● Task prompt:
Reproduce the records precisely. Every line should be included.

Content starts

//! File-system host backed by `tokio::fs`.

use std::io::ErrorKind;
use std::path::PathBuf;

use modex_core::{CoreError, CoreResult, HostAdapter};

/// Resolves file names against a root directory (the working directory by
/// default). Absolute names are used as given.
#[derive(Debug, Clone)]
pub struct FsHost {
    root: PathBuf,
}

impl FsHost {
    pub fn new() -> Self {
        Self::with_root(".")
    }

    pub fn with_root(root: impl Into<PathBuf>) -> Self {
        Self { root: root.into() }
    }

    fn path(&self, name: &str) -> PathBuf {
        self.root.join(name)
    }
}

impl Default for FsHost {
    fn default() -> Self {
        Self::new()
    }
}

impl HostAdapter for FsHost {
    async fn load_file(&self, name: &str) -> CoreResult<String> {
        match tokio::fs::read_to_string(self.path(name)).await {
            Ok(text) => Ok(text),
            Err(e) if e.kind() == ErrorKind::NotFound => Err(CoreError::FileNotFound(name.to_string())),
            Err(e) => Err(e.into()),
        }
    }

    async fn save_file(&self, name: &str, content: &str) -> bool {
        match tokio::fs::write(self.path(name), content).await {
            Ok(()) => true,
            Err(e) => {
                tracing::warn!("Failed to write {}: {}", name, e);
                false
            }
        }
    }

    fn file_exists(&self, name: &str) -> bool {
        self.path(name).exists()
    }

    fn exit_editor(&self) {
        tracing::debug!("Host exit requested");
    }
}

#[cfg(test)]
mod tests {
    use super::*;
    use modex_core::{Editor, KeyPress};

    #[tokio::test]
    async fn test_load_and_save() {
        let dir = tempfile::tempdir().unwrap();
        let host = FsHost::with_root(dir.path());

        assert!(!host.file_exists("a.txt"));
        assert!(matches!(
            host.load_file("a.txt").await,
            Err(CoreError::FileNotFound(_))
        ));

        assert!(host.save_file("a.txt", "hello\n").await);
        assert!(host.file_exists("a.txt"));
        assert_eq!(host.load_file("a.txt").await.unwrap(), "hello\n");
    }

    #[tokio::test]
    async fn test_save_into_missing_directory_fails() {
        let dir = tempfile::tempdir().unwrap();
        let host = FsHost::with_root(dir.path());
        assert!(!host.save_file("missing/a.txt", "x").await);
    }

    #[tokio::test]
    async fn test_edit_session_writes_file() {
        let dir = tempfile::tempdir().unwrap();
        std::fs::write(dir.path().join("notes.txt"), "one\ntwo\n").unwrap();

        let mut editor = Editor::new(FsHost::with_root(dir.path()));
        editor.open("notes.txt").await;
        editor
            .handle_keys(KeyPress::parse_sequence("jddggIfirst: <Esc>:wq<CR>"))
            .await;

        assert!(editor.should_quit());
        let saved = std::fs::read_to_string(dir.path().join("notes.txt")).unwrap();
        assert_eq!(saved, "first: one\n");
    }
}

Content ends

● Result of the exercise:
//! File-system host backed by `tokio::fs`.

use std::io::ErrorKind;
use std::path::PathBuf;

use modex_core::{CoreError, CoreResult, HostAdapter};

/// Resolves file names against a root directory (the working directory by
/// default). Absolute names are used as given.
#[derive(Debug, Clone)]
pub struct FsHost {
    root: PathBuf,
}

impl FsHost {
    pub fn new() -> Self {
        Self::with_root(".")
    }

    pub fn with_root(root: impl Into<PathBuf>) -> Self {
        Self { root: root.into() }
    }

    fn path(&self, name: &str) -> PathBuf {
        self.root.join(name)
    }
}

impl Default for FsHost {
    fn default() -> Self {
        Self::new()
    }
}

impl HostAdapter for FsHost {
    async fn load_file(&self, name: &str) -> CoreResult<String> {
        match tokio::fs::read_to_string(self.path(name)).await {
            Ok(text) => Ok(text),
            Err(e) if e.kind() == ErrorKind::NotFound => Err(CoreError::FileNotFound(name.to_string())),
            Err(e) => Err(e.into()),
        }
    }

    async fn save_file(&self, name: &str, content: &str) -> bool {
        match tokio::fs::write(self.path(name), content).await {
            Ok(()) => true,
            Err(e) => {
                tracing::warn!("Failed to write {}: {}", name, e);
                false
            }
        }
    }

    fn file_exists(&self, name: &str) -> bool {
        self.path(name).exists()
    }

    fn exit_editor(&self) {
        tracing::debug!("Host exit requested");
    }
}

#[cfg(test)]
mod tests {
    use super::*;
    use modex_core::{Editor, KeyPress};

    #[tokio::test]
    async fn test_load_and_save() {
        let dir = tempfile::tempdir().unwrap();
        let host = FsHost::with_root(dir.path());

        assert!(!host.file_exists("a.txt"));
        assert!(matches!(
            host.load_file("a.txt").await,
            Err(CoreError::FileNotFound(_))
        ));

        assert!(host.save_file("a.txt", "hello\n").await);
        assert!(host.file_exists("a.txt"));
        assert_eq!(host.load_file("a.txt").await.unwrap(), "hello\n");
    }

    #[tokio::test]
    async fn test_save_into_missing_directory_fails() {
        let dir = tempfile::tempdir().unwrap();
        let host = FsHost::with_root(dir.path());
        assert!(!host.save_file("missing/a.txt", "x").await);
    }

    #[tokio::test]
    async fn test_edit_session_writes_file() {
        let dir = tempfile::tempdir().unwrap();
        std::fs::write(dir.path().join("notes.txt"), "one\ntwo\n").unwrap();

        let mut editor = Editor::new(FsHost::with_root(dir.path()));
        editor.open("notes.txt").await;
        editor
            .handle_keys(KeyPress::parse_sequence("jddggIfirst: <Esc>:wq<CR>"))
            .await;

        assert!(editor.should_quit());
        let saved = std::fs::read_to_string(dir.path().join("notes.txt")).unwrap();
        assert_eq!(saved, "first: one\n");
    }
}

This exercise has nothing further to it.